Type again, exactly, the lines below from the start through the line that includes "Secondary, // Right mouse".

Collected data:
----------

use crate::Vec2;

#[derive(Clone, Copy, Debug, PartialEq, Eq, Hash)]
pub struct PointerId(pub u64);

#[derive(Clone, Copy, Debug, PartialEq, Eq)]
pub enum PointerKind {
    Mouse,
    Touch,
    Pen,
}

#[derive(Clone, Copy, Debug, PartialEq, Eq)]
pub enum PointerButton {
    Primary,   // Left mouse, touch
    Secondary, // Right mouse
    Tertiary,  // Middle mouse
}

#[derive(Clone, Copy, Debug, PartialEq, Eq)]
pub enum PointerEventKind {
    Down(PointerButton),
    Up(PointerButton),
    Move,
    Cancel,
}

#[derive(Clone, Debug)]
pub struct PointerEvent {
    pub id: PointerId,
    pub kind: PointerKind,
    pub event: PointerEventKind,
    pub position: Vec2,
}

impl PointerEvent {
    pub fn mouse(event: PointerEventKind, position: Vec2) -> Self {
        Self {
            id: PointerId(0),
            kind: PointerKind::Mouse,
            event,
            position,
        }
    }

    pub fn down(x: f32, y: f32) -> Self {
        Self::mouse(PointerEventKind::Down(PointerButton::Primary), Vec2 { x, y })
    }

    pub fn moved(x: f32, y: f32) -> Self {
        Self::mouse(PointerEventKind::Move, Vec2 { x, y })
    }

    pub fn up(x: f32, y: f32) -> Self {
        Self::mouse(PointerEventKind::Up(PointerButton::Primary), Vec2 { x, y })
    }
}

----------

Response below:
use crate::Vec2;

#[derive(Clone, Copy, Debug, PartialEq, Eq, Hash)]
pub struct PointerId(pub u64);

#[derive(Clone, Copy, Debug, PartialEq, Eq)]
pub enum PointerKind {
    Mouse,
    Touch,
    Pen,
}

#[derive(Clone, Copy, Debug, PartialEq, Eq)]
pub enum PointerButton {
    Primary,   // Left mouse, touch
    Secondary, // Right mouse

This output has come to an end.